Use of Home Care Agencies Helps Reduce Expenses
Better use of home care agencies can help to reduce medical expenses and release beds in nursing homes for those patients who need skilled nursing attention during the convalescent period. This seemed to be one of the more significant conclusions reached by health-oriented professionals at the recent. Discharge Planning Seminar sponsored by Blue Cross of New Jersey in cooperation with St. Clare's Hospital. There also appeared to be general agreement that this goal could be accomplished through greater communications and cooperation between nurses and physicians when making plans for patients who no longer need acute hospital care.

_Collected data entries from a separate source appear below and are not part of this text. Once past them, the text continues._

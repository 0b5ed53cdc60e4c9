//! rhizone-admin CLI tool
//!
//! Operator commands for a running rhizone-node.
//!
//! Usage:
//!   rhizone-admin stats [--full]
//!   rhizone-admin lineage <member>
//!   rhizone-admin progeny <member> [--all]
//!   rhizone-admin skip <member>
//!   rhizone-admin clear-suspension
//!   rhizone-admin activity <member>
//!   rhizone-admin join <member> [name]
//!   rhizone-admin add-member <member> <name> [--bot]
//!   rhizone-admin tick
//!   rhizone-admin ping

use serde::{Deserialize, Serialize};
use std::io::{BufRead, BufReader, Write};
use std::os::unix::net::UnixStream;
use std::path::PathBuf;

/// Admin command sent over the socket.
#[derive(Debug, Serialize)]
#[serde(tag = "cmd", rename_all = "snake_case")]
enum AdminCommand {
    Stats { detail: &'static str },
    Lineage { member: u64 },
    Progeny { member: u64, include_inactive: bool },
    Skip { requester: u64 },
    ClearSuspension,
    Activity { member: u64 },
    Join { member: u64, name: Option<String> },
    AddMember { member: u64, name: String, bot: bool },
    Tick,
    Ping,
}

/// Response from admin command.
#[derive(Debug, Deserialize)]
#[serde(tag = "status", rename_all = "snake_case")]
enum AdminResponse {
    Ok { message: String },
    Error { error: String },
    Data { data: serde_json::Value },
    Bool { value: bool },
    Pong,
}

fn print_usage() {
    eprintln!("rhizone-admin - Operate a Rhizone node");
    eprintln!();
    eprintln!("Usage:");
    eprintln!("  rhizone-admin stats [--full]                 Succession state (and lottery standings)");
    eprintln!("  rhizone-admin lineage <member>               Who admitted whom, up to the root");
    eprintln!("  rhizone-admin progeny <member> [--all]       Members admitted through a line");
    eprintln!("  rhizone-admin skip <member>                  Custodian passes on the token");
    eprintln!("  rhizone-admin clear-suspension               Resume automatic succession");
    eprintln!("  rhizone-admin activity <member>              Record member activity");
    eprintln!("  rhizone-admin join <member> [name]           A new member joined");
    eprintln!("  rhizone-admin add-member <member> <name> [--bot]  Register an existing member");
    eprintln!("  rhizone-admin tick                           Run an audit pass now");
    eprintln!("  rhizone-admin ping                           Check if daemon is running");
    eprintln!();
    eprintln!("Environment:");
    eprintln!("  RHIZONE_SOCKET  Path to admin socket (default: ./rhizone-data/admin.sock)");
}

fn get_socket_path() -> PathBuf {
    std::env::var("RHIZONE_SOCKET")
        .map(PathBuf::from)
        .unwrap_or_else(|_| PathBuf::from("./rhizone-data/admin.sock"))
}

fn send_command(cmd: AdminCommand) -> Result<AdminResponse, String> {
    let socket_path = get_socket_path();

    let mut stream = UnixStream::connect(&socket_path).map_err(|e| {
        format!(
            "Failed to connect to rhizone-node at {:?}: {}\n\
             Is the rhizone-node running?",
            socket_path, e
        )
    })?;

    // Send command
    let cmd_json = serde_json::to_string(&cmd).map_err(|e| e.to_string())?;
    writeln!(stream, "{}", cmd_json).map_err(|e| e.to_string())?;

    // Read response
    let mut reader = BufReader::new(&stream);
    let mut response_line = String::new();
    reader
        .read_line(&mut response_line)
        .map_err(|e| e.to_string())?;

    serde_json::from_str(&response_line).map_err(|e| format!("Invalid response: {}", e))
}

fn fail(message: &str) -> ! {
    eprintln!("Error: {}", message);
    std::process::exit(1);
}

fn member_arg(args: &[String], index: usize, command: &str) -> u64 {
    let Some(raw) = args.get(index) else {
        fail(&format!("{} requires a member argument", command));
    };
    raw.trim()
        .parse()
        .unwrap_or_else(|_| fail(&format!("invalid member id '{}'", raw)))
}

fn has_flag(args: &[String], flag: &str) -> bool {
    args.iter().skip(2).any(|a| a == flag)
}

fn main() {
    let args: Vec<String> = std::env::args().collect();

    if args.len() < 2 {
        print_usage();
        std::process::exit(1);
    }

    let cmd = match args[1].as_str() {
        "stats" => AdminCommand::Stats {
            detail: if has_flag(&args, "--full") {
                "full"
            } else {
                "summary"
            },
        },
        "lineage" => AdminCommand::Lineage {
            member: member_arg(&args, 2, "lineage"),
        },
        "progeny" => AdminCommand::Progeny {
            member: member_arg(&args, 2, "progeny"),
            include_inactive: has_flag(&args, "--all"),
        },
        "skip" => AdminCommand::Skip {
            requester: member_arg(&args, 2, "skip"),
        },
        "clear-suspension" => AdminCommand::ClearSuspension,
        "activity" => AdminCommand::Activity {
            member: member_arg(&args, 2, "activity"),
        },
        "join" => AdminCommand::Join {
            member: member_arg(&args, 2, "join"),
            name: args.get(3).cloned(),
        },
        "add-member" => {
            let member = member_arg(&args, 2, "add-member");
            let Some(name) = args.get(3).filter(|n| !n.starts_with("--")) else {
                fail("add-member requires a name argument");
            };
            AdminCommand::AddMember {
                member,
                name: name.clone(),
                bot: has_flag(&args, "--bot"),
            }
        }
        "tick" => AdminCommand::Tick,
        "ping" => AdminCommand::Ping,
        "-h" | "--help" | "help" => {
            print_usage();
            std::process::exit(0);
        }
        other => {
            eprintln!("Unknown command: {}", other);
            print_usage();
            std::process::exit(1);
        }
    };

    match send_command(cmd) {
        Ok(response) => match response {
            AdminResponse::Ok { message } => {
                println!("{}", message);
            }
            AdminResponse::Error { error } => {
                eprintln!("Error: {}", error);
                std::process::exit(1);
            }
            AdminResponse::Data { data } => match serde_json::to_string_pretty(&data) {
                Ok(text) => println!("{}", text),
                Err(_) => println!("{}", data),
            },
            AdminResponse::Bool { value } => {
                println!("{}", value);
            }
            AdminResponse::Pong => {
                println!("pong - rhizone-node is running");
            }
        },
        Err(e) => {
            eprintln!("{}", e);
            std::process::exit(1);
        }
    }
}
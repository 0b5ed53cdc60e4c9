//! Succession tuning.

use rhizone_ledger::MemberId;
use rhizone_lottery::ZeroPoolPolicy;
use std::collections::BTreeSet;
use std::time::Duration;

const DAY: u64 = 24 * 60 * 60;

/// Configuration for the controller, activity tracker and auditor.
#[derive(Debug, Clone)]
pub struct SuccessionConfig {
    /// Lifetime of each admission token.
    pub token_ttl: Duration,

    /// Members unseen for this long lose the "active" capability.
    pub inactivity_window: Duration,

    /// An unredeemed grant older than this has its token made public.
    pub release_after: Duration,

    /// Period of the reconciliation audit.
    pub audit_interval: Duration,

    /// Members the auditor never expects a grant record for
    /// (pre-existing members, staff accounts).
    pub exempt: BTreeSet<MemberId>,

    /// Handling of a lottery pool where nobody holds tickets.
    pub zero_pool: ZeroPoolPolicy,
}

impl Default for SuccessionConfig {
    fn default() -> Self {
        Self {
            token_ttl: Duration::from_secs(2 * DAY),
            inactivity_window: Duration::from_secs(7 * DAY),
            release_after: Duration::from_secs(DAY),
            audit_interval: Duration::from_secs(60),
            exempt: BTreeSet::new(),
            zero_pool: ZeroPoolPolicy::default(),
        }
    }
}

impl SuccessionConfig {
    /// Set the token lifetime.
    #[must_use]
    pub fn with_token_ttl(mut self, ttl: Duration) -> Self {
        self.token_ttl = ttl;
        self
    }

    /// Set the inactivity window.
    #[must_use]
    pub fn with_inactivity_window(mut self, window: Duration) -> Self {
        self.inactivity_window = window;
        self
    }

    /// Set the public release threshold.
    #[must_use]
    pub fn with_release_after(mut self, after: Duration) -> Self {
        self.release_after = after;
        self
    }

    /// Set the audit period.
    #[must_use]
    pub fn with_audit_interval(mut self, interval: Duration) -> Self {
        self.audit_interval = interval;
        self
    }

    /// Exempt members from reconciliation.
    #[must_use]
    pub fn with_exempt(mut self, members: impl IntoIterator<Item = MemberId>) -> Self {
        self.exempt.extend(members);
        self
    }

    /// Set the zero-pool policy.
    #[must_use]
    pub fn with_zero_pool(mut self, policy: ZeroPoolPolicy) -> Self {
        self.zero_pool = policy;
        self
    }
}
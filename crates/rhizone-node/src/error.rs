//! Error types for the daemon.

use rhizone_ledger::LedgerError;
use thiserror::Error;

/// Result type for node operations.
pub type Result<T> = std::result::Result<T, Error>;

/// Errors that can occur running a node.
#[derive(Debug, Error)]
pub enum Error {
    /// Bad environment configuration
    #[error("Configuration error: {0}")]
    Config(String),

    /// Ledger error
    #[error("Ledger error: {0}")]
    Ledger(#[from] LedgerError),

    /// Succession error
    #[error("Succession error: {0}")]
    Succession(#[from] rhizone_succession::Error),

    /// Serialization error
    #[error("Serialization error: {0}")]
    Serialization(#[from] serde_json::Error),

    /// IO error
    #[error("IO error: {0}")]
    Io(#[from] std::io::Error),
}
//! Weighted draw over lottery entries.

use crate::error::{LotteryError, Result};
use crate::tickets::LotteryEntry;
use rand::Rng;
use rhizone_ledger::MemberId;

/// Pick a member with probability proportional to their tickets.
///
/// Equivalent to laying out `tickets` slots per member and choosing one slot
/// uniformly. Members with zero tickets can never be picked.
pub fn draw<R: Rng + ?Sized>(entries: &[LotteryEntry], rng: &mut R) -> Result<MemberId> {
    let total: u128 = entries.iter().map(|e| u128::from(e.tickets)).sum();
    if total == 0 {
        return Err(LotteryError::NoEligibleCandidates);
    }

    let mut slot = rng.gen_range(0..total);
    for entry in entries {
        let tickets = u128::from(entry.tickets);
        if slot < tickets {
            return Ok(entry.member);
        }
        slot -= tickets;
    }

    // Unreachable: slot < total = sum of tickets
    Err(LotteryError::NoEligibleCandidates)
}
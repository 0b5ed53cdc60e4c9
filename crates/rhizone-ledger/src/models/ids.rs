//! Identifiers and time.

use serde::{Deserialize, Serialize};
use std::time::{SystemTime, UNIX_EPOCH};

/// Unix timestamp in seconds.
pub type Timestamp = u64;

/// Current unix time in seconds.
pub fn now_secs() -> Timestamp {
    SystemTime::now()
        .duration_since(UNIX_EPOCH)
        .map(|d| d.as_secs())
        .unwrap_or(0)
}

/// External identity of a community member.
#[derive(Debug, Clone, Copy, PartialEq, Eq, Hash, PartialOrd, Ord, Serialize, Deserialize)]
#[serde(transparent)]
pub struct MemberId(pub u64);

impl std::fmt::Display for MemberId {
    fn fmt(&self, f: &mut std::fmt::Formatter<'_>) -> std::fmt::Result {
        write!(f, "{}", self.0)
    }
}

impl std::str::FromStr for MemberId {
    type Err = std::num::ParseIntError;

    fn from_str(s: &str) -> std::result::Result<Self, Self::Err> {
        s.trim().parse().map(MemberId)
    }
}

/// Sequence id of a custody grant.
///
/// Monotonic from 1. Doubles as the generation marker used by the lottery
/// and as the public invite number.
#[derive(Debug, Clone, Copy, PartialEq, Eq, Hash, PartialOrd, Ord, Serialize, Deserialize)]
#[serde(transparent)]
pub struct GrantId(pub u64);

impl GrantId {
    /// Key fragment that sorts lexicographically in sequence order.
    pub(crate) fn sort_key(&self) -> String {
        format!("{:020}", self.0)
    }
}

impl std::fmt::Display for GrantId {
    fn fmt(&self, f: &mut std::fmt::Formatter<'_>) -> std::fmt::Result {
        write!(f, "{}", self.0)
    }
}

#[cfg(test)]
mod tests {
    use super::*;

    #[test]
    fn grant_sort_key_orders_numerically() {
        assert!(GrantId(9).sort_key() < GrantId(10).sort_key());
        assert!(GrantId(99).sort_key() < GrantId(100).sort_key());
    }

    #[test]
    fn member_id_parses_with_whitespace() {
        let id: MemberId = " 42 ".parse().unwrap();
        assert_eq!(id, MemberId(42));
        assert!("abc".parse::<MemberId>().is_err());
    }

    #[test]
    fn member_id_serializes_as_number() {
        let json = serde_json::to_string(&MemberId(7)).unwrap();
        assert_eq!(json, "7");
    }
}
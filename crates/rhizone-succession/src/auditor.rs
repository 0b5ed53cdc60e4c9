//! Reconciliation between the ledger and the platform.
//!
//! Events can be missed (restarts, dropped webhooks, a draw interrupted
//! between its ledger write and its token request). Each audit tick compares
//! what the platform shows with what the ledger records and either repairs
//! the difference or suspends succession for a human to look at.

use crate::activity::{ActivityTracker, SweepReport};
use crate::config::SuccessionConfig;
use crate::controller::{SuccessionController, SuccessionState};
use crate::error::Result;
use rhizone_ledger::{GrantId, GrantStatus, MemberId, Timestamp};
use serde::Serialize;
use std::collections::BTreeSet;
use std::time::Duration;
use tracing::{debug, info, warn};

/// What a tick decided to do.
#[derive(Debug, Clone, PartialEq, Eq, Serialize)]
#[serde(tag = "action", rename_all = "snake_case")]
pub enum AuditAction {
    /// Succession is suspended; only the sweep ran
    Dormant,
    /// A lone unmatched member was credited to the active grant
    Resolved {
        member: MemberId,
        grant: GrantId,
        next: Option<GrantId>,
    },
    /// An anomaly halted succession (`newly` is false if it already was)
    Suspended { reason: String, newly: bool },
    /// The active grant had no live token, or there was no grant at all
    ForcedDraw { next: Option<GrantId> },
    /// The active grant's token went public
    Released { grant: GrantId },
    /// Nothing to repair
    Steady,
}

/// Result of one tick.
#[derive(Debug, Clone, PartialEq, Eq, Serialize)]
pub struct AuditOutcome {
    pub sweep: SweepReport,
    /// Outstanding tokens revoked for matching no open grant
    pub stray_tokens: usize,
    pub action: AuditAction,
}

/// Periodic drift detection and repair.
pub struct ReconciliationAuditor {
    tracker: ActivityTracker,
    exempt: BTreeSet<MemberId>,
    release_after: Duration,
}

impl ReconciliationAuditor {
    pub fn new(tracker: ActivityTracker, config: &SuccessionConfig) -> Self {
        Self {
            tracker,
            exempt: config.exempt.clone(),
            release_after: config.release_after,
        }
    }

    pub fn tracker(&self) -> &ActivityTracker {
        &self.tracker
    }

    /// Members on the platform that no grant admitted.
    async fn unmatched(&self, controller: &SuccessionController) -> Result<Vec<MemberId>> {
        let admitted = controller.ledger().admitted_members()?;
        Ok(controller
            .platform()
            .list_members()
            .await?
            .into_iter()
            .filter(|m| !m.bot && !self.exempt.contains(&m.id) && !admitted.contains(&m.id))
            .map(|m| m.id)
            .collect::<BTreeSet<_>>()
            .into_iter()
            .collect())
    }

    async fn suspend(
        &self,
        controller: &mut SuccessionController,
        reason: String,
        now: Timestamp,
    ) -> Result<AuditAction> {
        let newly = controller.suspend(&reason, now).await?;
        Ok(AuditAction::Suspended { reason, newly })
    }

    /// Run one reconciliation pass.
    pub async fn tick(
        &self,
        controller: &mut SuccessionController,
        now: Timestamp,
    ) -> Result<AuditOutcome> {
        let sweep = self
            .tracker
            .sweep(now, controller.state().active_grant())
            .await?;

        if matches!(controller.state(), SuccessionState::Suspended { .. }) {
            debug!("Audit tick while suspended; sweep only");
            return Ok(AuditOutcome {
                sweep,
                stray_tokens: 0,
                action: AuditAction::Dormant,
            });
        }

        let unmatched = self.unmatched(controller).await?;
        let action = match (unmatched.as_slice(), controller.state().active_grant()) {
            ([member], Some(grant)) => {
                info!("Audit credits member {} to grant #{}", member, grant);
                let resolution = controller.resolve(*member, now).await?;
                AuditAction::Resolved {
                    member: *member,
                    grant,
                    next: resolution.next.map(|n| n.grant),
                }
            }
            ([member], None) => {
                let reason = format!("ledger missing a grant record for member {}", member);
                self.suspend(controller, reason, now).await?
            }
            ([], _) => return self.repair_token(controller, sweep, now).await,
            (many, _) => {
                let names: Vec<String> = many.iter().map(ToString::to_string).collect();
                let reason = format!("ambiguous unresolved members: {}", names.join(", "));
                self.suspend(controller, reason, now).await?
            }
        };

        Ok(AuditOutcome {
            sweep,
            stray_tokens: 0,
            action,
        })
    }

    /// Membership matches the ledger; check the token side.
    async fn repair_token(
        &self,
        controller: &mut SuccessionController,
        sweep: SweepReport,
        now: Timestamp,
    ) -> Result<AuditOutcome> {
        let active = controller.ledger().active_grant()?;
        let expected = active.as_ref().and_then(|g| g.token.clone());

        let mut backed = false;
        let mut stray_tokens = 0;
        for token in controller.platform().list_outstanding_tokens().await? {
            if expected.as_deref() == Some(token.code.as_str()) {
                backed = true;
                continue;
            }
            warn!("Revoking stray token {}", token.code);
            controller.platform().revoke_token(&token.code).await?;
            stray_tokens += 1;
        }

        let action = match active {
            Some(grant) if backed => {
                let due = grant.age(now) > self.release_after.as_secs();
                if due && grant.status() == GrantStatus::Held && controller.release(now).await? {
                    AuditAction::Released { grant: grant.id }
                } else {
                    AuditAction::Steady
                }
            }
            _ => {
                let next = controller.force_draw(now).await?;
                AuditAction::ForcedDraw {
                    next: next.map(|n| n.grant),
                }
            }
        };

        Ok(AuditOutcome {
            sweep,
            stray_tokens,
            action,
        })
    }
}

Emphasizing that home care is not a substitute for acute care in a hospital. Gloria Brillant, director of professional services and acting administrator for The Visiting Nurse Association of Morris County, remarked that it often is an acceptable alternative to prolonged institutionalization during the convalescent period, and sometimes should be considered in lieu of inappropriate admission to an institution.
In detailing the numerous services provided by the VNA, she stressed the importance of professionalism and the ability to meet the needs of each patient and that patient's family. "We feel that it is very important to care for the whole patient, not just the illness." said Ms. Brillant. "And," she continued, "we do include the family in our plans. In the course of visiting, we do not only give the injection or change the dressing..., we also counsel, we listen, we make referrals or contacts with other agencies. We teach. Teaching is a very important aspect of the service provided. We teach patients how to be as independent as possible, as long as possible. We teach families how to handle emergencies, and what to expect."
Reiterating the numerous services now available at home, she indicated that her staff consists of about 40 nurses; 2 nurse specialists; 4 nursing supervisors; a physical therapy supervisor, working with 10 therapists available through contractual arrangements; a speech therapy supervisor, with 7 therapists under contract; 2 occupational therapists via contracts; 2 community health dietitians; and 16 home health aides to supplement those available in cooperation with the Visiting Homemaker Service of Morris County. She added that the VNA services are available seven days a week and the office is open six days each week; and said that plans for the near future include having a nurse on call during other than the usual working hours, and increasing the intake staff so that the telephone referrals can be handled more expeditiously.
With reference to cost, Ms. Brillant said that because VNA is a certified home health agency, it is eligible for reimbursement from state and federal agencies, Blue Cross and other private insurance companies. Where no insurance coverage is available, a patient's fee may be reduced to meet ability to pay. She explained that in no instance is a patient denied services because of inability to pay, and that the United Way provides most of the funds which absorb these costs.
The seminar emphasized the need to evaluate the level of care required in determining whether a patient being discharged from a hospital should be sent to a nursing home for skilled nursing attention, or a boarding home for sheltered care; referred to a home health agency, an outpatient clinic or a rehabilitation center. Among the factors that enter into this decision were noted: age; diagnosis of condition; home situation; amount of assistance required in bathing, eating, toileting, walking, etc; equipment needed such as a walker, hospital bed, oxygen; continued monitoring of response to medications; and health education after discharge for patient and family.